» Your goal
Make an exact copy of all the records.

» Record excerpts
'''

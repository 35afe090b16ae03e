//! Infrastructure layer for GYMBRO.
//!
//! Concrete implementations of the repository traits declared in
//! `gymbro-core`, plus configuration loading.

pub mod async_dir_workout_repository;
pub mod config_service;
pub mod json_user_repository;
pub mod kv;
pub mod memory_session_store;
pub mod memory_user_repository;
pub mod memory_workout_repository;
pub mod paths;
pub mod storage;

pub use crate::async_dir_workout_repository::AsyncDirWorkoutRepository;
pub use crate::config_service::ConfigService;
pub use crate::json_user_repository::JsonUserRepository;
pub use crate::kv::{KeyValueClient, KvSessionStore, MemoryKeyValueClient};
pub use crate::memory_session_store::MemorySessionStore;
pub use crate::memory_user_repository::MemoryUserRepository;
pub use crate::memory_workout_repository::MemoryWorkoutRepository;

'''

» Solution
repository 35afe090b16ae03e
//! Infrastructure layer for GYMBRO.
//!
//! Concrete implementations of the repository traits declared in
//! `gymbro-core`, plus configuration loading.

pub mod async_dir_workout_repository;
pub mod config_service;
pub mod json_user_repository;
pub mod kv;
pub mod memory_session_store;
pub mod memory_user_repository;
pub mod memory_workout_repository;
pub mod paths;
pub mod storage;

pub use crate::async_dir_workout_repository::AsyncDirWorkoutRepository;
pub use crate::config_service::ConfigService;
pub use crate::json_user_repository::JsonUserRepository;
pub use crate::kv::{KeyValueClient, KvSessionStore, MemoryKeyValueClient};
pub use crate::memory_session_store::MemorySessionStore;
pub use crate::memory_user_repository::MemoryUserRepository;
pub use crate::memory_workout_repository::MemoryWorkoutRepository;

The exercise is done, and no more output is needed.